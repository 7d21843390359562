use crate::ast;
use crate::definition::DefinitionKind;
use crate::definition::OperationKind;
use crate::definition::ScopePath;
use crate::document::printer;
use crate::loc;
use indexmap::IndexMap;

/// A fragment spread found somewhere inside a [`Definition`]'s selection
/// tree, already resolved to the global name of the fragment it targets.
#[derive(Clone, Debug, Eq, PartialEq)]
pub struct FragmentSpreadRef {
    pub(crate) global_name: String,
    pub(crate) location: loc::SourceLocation,
    pub(crate) written: String,
}
impl FragmentSpreadRef {
    pub fn global_name(&self) -> &str {
        &self.global_name
    }

    pub fn location(&self) -> &loc::SourceLocation {
        &self.location
    }

    /// The reference exactly as it appeared after the `...` in the source
    /// (e.g. `friendFields` or `App::Fragments::User`).
    pub fn written(&self) -> &str {
        &self.written
    }
}

/// A registered operation or fragment.
///
/// The stored AST has already been rewritten to the registry's flat
/// namespace: the definition itself carries its global name and every
/// fragment spread targets a global name.
#[derive(Clone, Debug)]
pub struct Definition {
    pub(crate) ast: ast::operation::Definition,
    pub(crate) def_location: loc::SourceLocation,
    pub(crate) global_name: String,
    pub(crate) kind: DefinitionKind,
    pub(crate) local_name: Option<String>,
    pub(crate) scope_path: ScopePath,
    pub(crate) spreads: IndexMap<String, FragmentSpreadRef>,
}
impl Definition {
    pub fn ast(&self) -> &ast::operation::Definition {
        &self.ast
    }

    pub fn def_location(&self) -> &loc::SourceLocation {
        &self.def_location
    }

    pub fn directives(&self) -> &[ast::operation::Directive] {
        use ast::operation::Definition as Def;
        use ast::operation::OperationDefinition as OpDef;
        match &self.ast {
            Def::Fragment(frag) => &frag.directives,
            Def::Operation(OpDef::Query(op)) => &op.directives,
            Def::Operation(OpDef::Mutation(op)) => &op.directives,
            Def::Operation(OpDef::Subscription(op)) => &op.directives,
            Def::Operation(OpDef::SelectionSet(_)) => &[],
        }
    }

    pub fn global_name(&self) -> &str {
        &self.global_name
    }

    pub fn is_fragment(&self) -> bool {
        matches!(self.kind, DefinitionKind::Fragment { .. })
    }

    pub fn is_operation(&self) -> bool {
        matches!(self.kind, DefinitionKind::Operation(_))
    }

    /// Two definitions are interchangeable when they are of the same kind and
    /// print to the same canonical text.
    pub fn is_equivalent_to(&self, other: &Definition) -> bool {
        self.kind == other.kind
            && self.global_name == other.global_name
            && self.to_query_string() == other.to_query_string()
    }

    pub fn kind(&self) -> &DefinitionKind {
        &self.kind
    }

    /// The name this definition was given in its source, if any.
    pub fn local_name(&self) -> Option<&str> {
        self.local_name.as_deref()
    }

    pub fn operation_kind(&self) -> Option<OperationKind> {
        match self.kind {
            DefinitionKind::Operation(kind) => Some(kind),
            DefinitionKind::Fragment { .. } => None,
        }
    }

    /// The name to send as `operationName` alongside this definition's
    /// document. Fragments have none.
    pub fn operation_name(&self) -> Option<&str> {
        self.is_operation().then_some(self.global_name.as_str())
    }

    pub fn scope_path(&self) -> &ScopePath {
        &self.scope_path
    }

    pub fn selection_set(&self) -> &ast::operation::SelectionSet {
        selection_set_of(&self.ast)
    }

    /// Fragments spread directly by this definition (at any depth of its own
    /// selection tree, but not through other fragments), keyed by global
    /// name in first-encountered order.
    pub fn spreads(&self) -> &IndexMap<String, FragmentSpreadRef> {
        &self.spreads
    }

    /// Canonical source text of this definition alone.
    pub fn to_query_string(&self) -> String {
        printer::print_definition(self)
    }

    pub fn type_condition(&self) -> Option<&str> {
        match &self.kind {
            DefinitionKind::Fragment { type_condition } => Some(type_condition),
            DefinitionKind::Operation(_) => None,
        }
    }

    pub fn variable_definitions(&self) -> &[ast::operation::VariableDefinition] {
        use ast::operation::Definition as Def;
        use ast::operation::OperationDefinition as OpDef;
        match &self.ast {
            Def::Operation(OpDef::Query(op)) => &op.variable_definitions,
            Def::Operation(OpDef::Mutation(op)) => &op.variable_definitions,
            Def::Operation(OpDef::Subscription(op)) => &op.variable_definitions,
            Def::Fragment(_) | Def::Operation(OpDef::SelectionSet(_)) => &[],
        }
    }
}
impl std::fmt::Display for Definition {
    fn fmt(&self, f: &mut std::fmt::Formatter<'_>) -> std::fmt::Result {
        f.write_str(&self.to_query_string())
    }
}

pub(crate) fn selection_set_of(
    def: &ast::operation::Definition,
) -> &ast::operation::SelectionSet {
    use ast::operation::Definition as Def;
    use ast::operation::OperationDefinition as OpDef;
    match def {
        Def::Fragment(frag) => &frag.selection_set,
        Def::Operation(OpDef::Query(op)) => &op.selection_set,
        Def::Operation(OpDef::Mutation(op)) => &op.selection_set,
        Def::Operation(OpDef::Subscription(op)) => &op.selection_set,
        Def::Operation(OpDef::SelectionSet(selection_set)) => selection_set,
    }
}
* * *
§ BRIEF: Write down, word for word, the lines above from the one containing "matches!(self.kind, DefinitionKind::Operation(_))" through the one containing "pub fn variable_definitions(&self)", both ends included.

§ OUTPUT FOR THIS TASK:
        matches!(self.kind, DefinitionKind::Operation(_))
    }

    /// Two definitions are interchangeable when they are of the same kind and
    /// print to the same canonical text.
    pub fn is_equivalent_to(&self, other: &Definition) -> bool {
        self.kind == other.kind
            && self.global_name == other.global_name
            && self.to_query_string() == other.to_query_string()
    }

    pub fn kind(&self) -> &DefinitionKind {
        &self.kind
    }

    /// The name this definition was given in its source, if any.
    pub fn local_name(&self) -> Option<&str> {
        self.local_name.as_deref()
    }

    pub fn operation_kind(&self) -> Option<OperationKind> {
        match self.kind {
            DefinitionKind::Operation(kind) => Some(kind),
            DefinitionKind::Fragment { .. } => None,
        }
    }

    /// The name to send as `operationName` alongside this definition's
    /// document. Fragments have none.
    pub fn operation_name(&self) -> Option<&str> {
        self.is_operation().then_some(self.global_name.as_str())
    }

    pub fn scope_path(&self) -> &ScopePath {
        &self.scope_path
    }

    pub fn selection_set(&self) -> &ast::operation::SelectionSet {
        selection_set_of(&self.ast)
    }

    /// Fragments spread directly by this definition (at any depth of its own
    /// selection tree, but not through other fragments), keyed by global
    /// name in first-encountered order.
    pub fn spreads(&self) -> &IndexMap<String, FragmentSpreadRef> {
        &self.spreads
    }

    /// Canonical source text of this definition alone.
    pub fn to_query_string(&self) -> String {
        printer::print_definition(self)
    }

    pub fn type_condition(&self) -> Option<&str> {
        match &self.kind {
            DefinitionKind::Fragment { type_condition } => Some(type_condition),
            DefinitionKind::Operation(_) => None,
        }
    }

    pub fn variable_definitions(&self) -> &[ast::operation::VariableDefinition] {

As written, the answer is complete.